Francesco Lanzillotta, directeur musical du Macerata Opera Festival souligne le drame sombre de certains passages, sans jamais céder à un pathétisme banal ; il soigne l'intimité de ces pages pour lesquelles Aïda reste dans le cœur du spectateur (le troisième acte est peut-être le meilleur des quatre dans une performance musicale de très bon niveau général) : sons raréfiés, couleurs douces, transparences éthérées et pianissimi évocateurs bien rendus même dans cet énorme espace ouvert. Ceux qui aiment vraiment Aïda savent que ce n'est pas une œuvre de triomphes et de marches. L'Orchestra Filarmonica Marchigiana est manifestement à son aise et offre une prestation remarquable tant dans les parties solistes que dans l'ensemble avec un flux sonore convaincant amalgamé et détendu comme une rivière placide d'or noir incandescent et enflammé, bien accompagné par la Banda Salvadei, alignée au deuxième acte sur un côté de la vaste scène.
Maria Teresa Leva est Aida, peut-être plus à l'aise dans les espaces fermés que dans le grand Sferisterio à ciel ouvert : sa voix est expressive et d'une belle couleur, capable d'étudier surtout les nombreux moments de retenue intime mais, surtout dans le registre plus grave, la voix reste un peu petite et parfois à peine audible.
Luciano Ganci donne à Radamès vigueur physique et force vocale : des aigus dardés mais bien dosés, un registre grave sonore et velouté, des accents convaincants et sincères.
Veronica Simeoni est une Amneris sophistiquée et snob : la mezzo-soprano offre une performance qui captive le public, surtout parce qu'elle sculpte les mots de manière sûre et ronde et que le public ne perd pas une syllabe de son chant, tant au niveau des mots que du phrasé : parfaitement à l'aise dans le rôle du point de vue du jeu, elle aborde vocalement avec habileté et intelligence un rôle qui n'est peut-être pas parfaitement à sa portée en termes de poids vocal. Marco Caria est un Amonasro de grande classe : pas un barbare criard mais un roi hautain et passionné. Le Ramfis convaincant d'Alessio Cacciamani est flanqué du Roi de Fabrizio Beggi, tout aussi convaincant malgré son rôle réduit, presque celui d'un "khedivé". La Prêtresse de Maritina Tampakopoulos est parfaite avec sa voix pleine et le Messager de Francesco Fortes a une voix sonore. Le Coro lirico marchigiano excellemment préparé par un spécialiste comme Martino Faggiani, a donné une performance remarquable.
Un éloge aux danseurs, dont les interventions, à différents moments du spectacle, ont augmenté l'émotion, le charme et les significations du décor (en particulier, lorsqu'ils se roulent sur les dunes, enveloppés dans des manteaux de voile orange, la même nuance du désert).
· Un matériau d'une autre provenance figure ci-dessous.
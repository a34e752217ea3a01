// Licensed under the Apache-2.0 license

//! Hardware descriptor record.
//!
//! A descriptor is six 32-bit words pushed into the engine queue. The field
//! layout below is a hardware contract and must not change.

use num_enum::{IntoPrimitive, TryFromPrimitive};
use tock_registers::fields::{Field, FieldValue};
use tock_registers::{register_bitfields, LocalRegisterCopy, RegisterLongName};

pub const HW_DESC_SIZE_WORDS: usize = 6;

register_bitfields! {
    u32,
    pub Word1 [
        DinDmaMode OFFSET(0) NUMBITS(2) [],
        DinSize OFFSET(2) NUMBITS(24) [],
        Ns OFFSET(26) NUMBITS(1) [],
        DinConst OFFSET(27) NUMBITS(1) [],
        NotLast OFFSET(28) NUMBITS(1) [],
        LockQueue OFFSET(29) NUMBITS(1) [],
    ],
    pub Word3 [
        DoutDmaMode OFFSET(0) NUMBITS(2) [],
        DoutSize OFFSET(2) NUMBITS(24) [],
        Ns OFFSET(26) NUMBITS(1) [],
        LastInd OFFSET(27) NUMBITS(1) [],
        HashXorBit OFFSET(29) NUMBITS(1) [],
        QueueLast OFFSET(31) NUMBITS(1) [],
    ],
    pub Word4 [
        DataFlowMode OFFSET(0) NUMBITS(6) [],
        AesSelNotHash OFFSET(6) NUMBITS(1) [],
        AesXorCryptoKey OFFSET(7) NUMBITS(1) [],
        AckNeeded OFFSET(8) NUMBITS(2) [],
        CipherMode OFFSET(10) NUMBITS(4) [],
        CmacSize0 OFFSET(14) NUMBITS(1) [],
        CipherDo OFFSET(15) NUMBITS(2) [],
        CipherConf0 OFFSET(17) NUMBITS(2) [],
        CipherConf1 OFFSET(19) NUMBITS(1) [],
        CipherConf2 OFFSET(20) NUMBITS(2) [],
        KeySize OFFSET(22) NUMBITS(2) [],
        SetupOperation OFFSET(24) NUMBITS(4) [],
        DinSramEndianness OFFSET(28) NUMBITS(1) [],
        DoutSramEndianness OFFSET(29) NUMBITS(1) [],
        WordSwap OFFSET(30) NUMBITS(1) [],
        BytesSwap OFFSET(31) NUMBITS(1) [],
    ],
    pub Word5 [
        DinAddrHigh OFFSET(0) NUMBITS(16) [],
        DoutAddrHigh OFFSET(16) NUMBITS(16) [],
    ],
}

#[repr(u32)]
#[derive(Clone, Copy, Debug, PartialEq, Eq, IntoPrimitive, TryFromPrimitive)]
pub enum DmaMode {
    NoDma = 0,
    Sram = 1,
    Dlli = 2,
    Mlli = 3,
}

#[repr(u32)]
#[derive(Clone, Copy, Debug, PartialEq, Eq, IntoPrimitive, TryFromPrimitive)]
pub enum FlowMode {
    Bypass = 0,
    DinAesDout = 1,
    AesToHash = 2,
    AesAndHash = 3,
    DinDesDout = 4,
    DesToHash = 5,
    DesAndHash = 6,
    DinHash = 7,
    DinHashAndBypass = 8,
    AesMacAndBypass = 9,
    AesToHashAndDout = 10,
    DinSm4Dout = 16,
    DinAesAesMac = 17,
    HashToDout = 18,
    // setup flows
    SDinToAes = 32,
    SDinToAes2 = 33,
    SDinToDes = 34,
    SDinToSm4 = 36,
    SDinToHash = 37,
    SAesToDout = 38,
    SAes2ToDout = 39,
    SSm4ToDout = 40,
    SDesToDout = 42,
    SHashToDout = 43,
}

#[repr(u32)]
#[derive(Clone, Copy, Debug, PartialEq, Eq, IntoPrimitive, TryFromPrimitive)]
pub enum SetupOp {
    None = 0,
    LoadState0 = 1,
    LoadState1 = 2,
    LoadState2 = 3,
    LoadKey0 = 4,
    LoadXexKey = 5,
    WriteState0 = 8,
    WriteState1 = 9,
    WriteState2 = 10,
    WriteState3 = 11,
}

#[repr(u32)]
#[derive(Clone, Copy, Debug, PartialEq, Eq, IntoPrimitive, TryFromPrimitive)]
pub enum CipherMode {
    Ecb = 0,
    Cbc = 1,
    Ctr = 2,
    CbcMac = 3,
    Xts = 4,
    XcbcMac = 5,
    Ofb = 6,
    Cmac = 7,
    Ccm = 8,
    CbcCts = 11,
    Gctr = 12,
}

impl CipherMode {
    pub fn is_mac(&self) -> bool {
        matches!(self, CipherMode::CbcMac | CipherMode::XcbcMac | CipherMode::Cmac)
    }
}

/// Hash engine sub-mode, carried in the cipher-mode field.
#[repr(u32)]
#[derive(Clone, Copy, Debug, PartialEq, Eq, IntoPrimitive, TryFromPrimitive)]
pub enum HashHwMode {
    Md5 = 0,
    Sha1 = 1,
    Sha256 = 2,
    Sha512 = 4,
    Ghash = 6,
    Sha224 = 10,
    Sha384 = 12,
    Sm3 = 14,
}

#[repr(u32)]
#[derive(Clone, Copy, Debug, Default, PartialEq, Eq, IntoPrimitive, TryFromPrimitive)]
pub enum Direction {
    #[default]
    Encrypt = 0,
    Decrypt = 1,
}

// Hash config1 values.
pub const HASH_PADDING_DISABLED: u32 = 0;
pub const HASH_PADDING_ENABLED: u32 = 1;
// Hash config0 value selecting a little-endian digest.
pub const HASH_DIGEST_RESULT_LITTLE_ENDIAN: u32 = 2;
// Hash cipher-do values.
pub const DO_NOT_PAD: u32 = 0;
pub const DO_PAD: u32 = 1;

/// One engine command. Built by value, then pushed.
///
/// ```
/// use sym_crypto_common::descriptor::{FlowMode, HwDesc};
/// let desc = HwDesc::new().din_const(0, 4).flow(FlowMode::Bypass);
/// assert_eq!(desc.din_size(), 4);
/// ```
#[derive(Clone, Copy, Default, PartialEq, Eq)]
pub struct HwDesc {
    words: [u32; HW_DESC_SIZE_WORDS],
}

impl core::fmt::Debug for HwDesc {
    fn fmt(&self, f: &mut core::fmt::Formatter<'_>) -> core::fmt::Result {
        write!(f, "HwDesc[")?;
        for (i, word) in self.words.iter().enumerate() {
            if i != 0 {
                write!(f, " ")?;
            }
            write!(f, "{:08x}", word)?;
        }
        write!(f, "]")
    }
}

impl HwDesc {
    pub const fn new() -> Self {
        HwDesc {
            words: [0; HW_DESC_SIZE_WORDS],
        }
    }

    pub const fn from_words(words: [u32; HW_DESC_SIZE_WORDS]) -> Self {
        HwDesc { words }
    }

    pub fn words(&self) -> [u32; HW_DESC_SIZE_WORDS] {
        self.words
    }

    fn set<R: RegisterLongName>(mut self, idx: usize, field: FieldValue<u32, R>) -> Self {
        let mut word = LocalRegisterCopy::<u32, R>::new(self.words[idx]);
        word.modify(field);
        self.words[idx] = word.get();
        self
    }

    fn get<R: RegisterLongName>(&self, idx: usize, field: Field<u32, R>) -> u32 {
        LocalRegisterCopy::<u32, R>::new(self.words[idx]).read(field)
    }

    pub fn din_type(mut self, mode: DmaMode, addr: u64, size: u32, ns: bool) -> Self {
        self.words[0] = addr as u32;
        self.set(
            1,
            Word1::DinDmaMode.val(mode.into()) + Word1::DinSize.val(size) + Word1::Ns.val(ns as u32),
        )
        .set(5, Word5::DinAddrHigh.val((addr >> 32) as u32 & 0xFFFF))
    }

    pub fn din_no_dma(mut self, addr: u32, size: u32) -> Self {
        self.words[0] = addr;
        self.set(
            1,
            Word1::DinDmaMode.val(DmaMode::NoDma.into()) + Word1::DinSize.val(size),
        )
    }

    pub fn din_sram(mut self, addr: u32, size: u32) -> Self {
        self.words[0] = addr;
        self.set(
            1,
            Word1::DinDmaMode.val(DmaMode::Sram.into()) + Word1::DinSize.val(size),
        )
    }

    /// Feeds `size` bytes of the repeated word `val` instead of reading memory.
    pub fn din_const(mut self, val: u32, size: u32) -> Self {
        self.words[0] = val;
        self.set(
            1,
            Word1::DinConst::SET
                + Word1::DinDmaMode.val(DmaMode::Sram.into())
                + Word1::DinSize.val(size),
        )
    }

    pub fn din_not_last(self) -> Self {
        self.set(1, Word1::NotLast::SET)
    }

    pub fn dout_type(mut self, mode: DmaMode, addr: u64, size: u32, ns: bool) -> Self {
        self.words[2] = addr as u32;
        self.set(
            3,
            Word3::DoutDmaMode.val(mode.into())
                + Word3::DoutSize.val(size)
                + Word3::Ns.val(ns as u32),
        )
        .set(5, Word5::DoutAddrHigh.val((addr >> 32) as u32 & 0xFFFF))
    }

    pub fn dout_dlli(self, addr: u64, size: u32, ns: bool, last: bool) -> Self {
        let desc = self.dout_type(DmaMode::Dlli, addr, size, ns);
        if last {
            desc.last_ind()
        } else {
            desc
        }
    }

    pub fn dout_sram(mut self, addr: u32, size: u32) -> Self {
        self.words[2] = addr;
        self.set(
            3,
            Word3::DoutDmaMode.val(DmaMode::Sram.into()) + Word3::DoutSize.val(size),
        )
    }

    /// Word 2 doubles as the XOR operand when no output address is used.
    pub fn xor_val(mut self, val: u32) -> Self {
        self.words[2] = val;
        self
    }

    pub fn xor_active(self) -> Self {
        self.set(3, Word3::HashXorBit::SET)
    }

    /// Word 2 doubles as the XTS data-unit size.
    pub fn xex_data_unit_size(mut self, size: u32) -> Self {
        self.words[2] = size;
        self
    }

    pub fn queue_last(self) -> Self {
        self.set(3, Word3::QueueLast::SET + Word3::LastInd::SET)
    }

    pub fn last_ind(self) -> Self {
        self.set(3, Word3::LastInd::SET)
    }

    pub fn flow(self, mode: FlowMode) -> Self {
        self.set(4, Word4::DataFlowMode.val(mode.into()))
    }

    pub fn aes_not_hash(self) -> Self {
        self.set(4, Word4::AesSelNotHash::SET)
    }

    pub fn cipher_mode(self, mode: CipherMode) -> Self {
        self.set(4, Word4::CipherMode.val(mode.into()))
    }

    pub fn hash_mode(self, mode: HashHwMode) -> Self {
        self.set(4, Word4::CipherMode.val(mode.into()))
    }

    pub fn cipher_config0(self, val: u32) -> Self {
        self.set(4, Word4::CipherConf0.val(val))
    }

    pub fn cipher_config1(self, val: u32) -> Self {
        self.set(4, Word4::CipherConf1.val(val))
    }

    pub fn cipher_do(self, val: u32) -> Self {
        self.set(4, Word4::CipherDo.val(val))
    }

    /// Hardware key selector: the low two bits go to cipher-do, the rest to config2.
    pub fn hw_crypto_key(self, key: u32) -> Self {
        self.set(
            4,
            Word4::CipherDo.val(key & 0x3) + Word4::CipherConf2.val((key >> 2) & 0x3),
        )
    }

    pub fn key_size_aes(self, key_bytes: u32) -> Self {
        self.set(4, Word4::KeySize.val((key_bytes >> 3).saturating_sub(2)))
    }

    pub fn key_size_des(self, key_bytes: u32) -> Self {
        self.set(4, Word4::KeySize.val((key_bytes >> 3).saturating_sub(1)))
    }

    pub fn setup(self, op: SetupOp) -> Self {
        self.set(4, Word4::SetupOperation.val(op.into()))
    }

    pub fn cmac_size0(self) -> Self {
        self.set(4, Word4::CmacSize0::SET)
    }

    pub fn bytes_swap(self, swap: bool) -> Self {
        self.set(4, Word4::BytesSwap.val(swap as u32))
    }

    pub fn din_dma_mode(&self) -> u32 {
        self.get(1, Word1::DinDmaMode)
    }

    pub fn din_addr(&self) -> u64 {
        ((self.get(5, Word5::DinAddrHigh) as u64) << 32) | self.words[0] as u64
    }

    pub fn din_size(&self) -> u32 {
        self.get(1, Word1::DinSize)
    }

    pub fn din_ns(&self) -> bool {
        self.get(1, Word1::Ns) != 0
    }

    pub fn is_din_const(&self) -> bool {
        self.get(1, Word1::DinConst) != 0
    }

    pub fn is_din_not_last(&self) -> bool {
        self.get(1, Word1::NotLast) != 0
    }

    pub fn dout_dma_mode(&self) -> u32 {
        self.get(3, Word3::DoutDmaMode)
    }

    pub fn dout_addr(&self) -> u64 {
        ((self.get(5, Word5::DoutAddrHigh) as u64) << 32) | self.words[2] as u64
    }

    pub fn dout_size(&self) -> u32 {
        self.get(3, Word3::DoutSize)
    }

    pub fn dout_ns(&self) -> bool {
        self.get(3, Word3::Ns) != 0
    }

    pub fn is_last_ind(&self) -> bool {
        self.get(3, Word3::LastInd) != 0
    }

    pub fn is_queue_last(&self) -> bool {
        self.get(3, Word3::QueueLast) != 0
    }

    pub fn is_xor_active(&self) -> bool {
        self.get(3, Word3::HashXorBit) != 0
    }

    pub fn flow_mode(&self) -> u32 {
        self.get(4, Word4::DataFlowMode)
    }

    pub fn is_aes_not_hash(&self) -> bool {
        self.get(4, Word4::AesSelNotHash) != 0
    }

    pub fn cipher_mode_raw(&self) -> u32 {
        self.get(4, Word4::CipherMode)
    }

    pub fn is_cmac_size0(&self) -> bool {
        self.get(4, Word4::CmacSize0) != 0
    }

    pub fn cipher_do_raw(&self) -> u32 {
        self.get(4, Word4::CipherDo)
    }

    pub fn config0(&self) -> u32 {
        self.get(4, Word4::CipherConf0)
    }

    pub fn config1(&self) -> u32 {
        self.get(4, Word4::CipherConf1)
    }

    pub fn config2(&self) -> u32 {
        self.get(4, Word4::CipherConf2)
    }

    pub fn key_size_raw(&self) -> u32 {
        self.get(4, Word4::KeySize)
    }

    pub fn setup_op(&self) -> u32 {
        self.get(4, Word4::SetupOperation)
    }

    pub fn is_bytes_swap(&self) -> bool {
        self.get(4, Word4::BytesSwap) != 0
    }
}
L'inclusion en tant que figurants d'un groupe symbolique de "100 citoyens" a rappelé l'édition du centenaire, et les 100 associés qui ont permis la construction du Sferisterio et, nous l'espérons, a souligné l'importance de la présence des habitants dans un échange vertueux avec les institutions politiques et le monde culturel.
Le Sferisterio était complet, il y a eu beaucoup d'applaudissements à scène ouverte, un triomphe à la fin et un public visiblement heureux.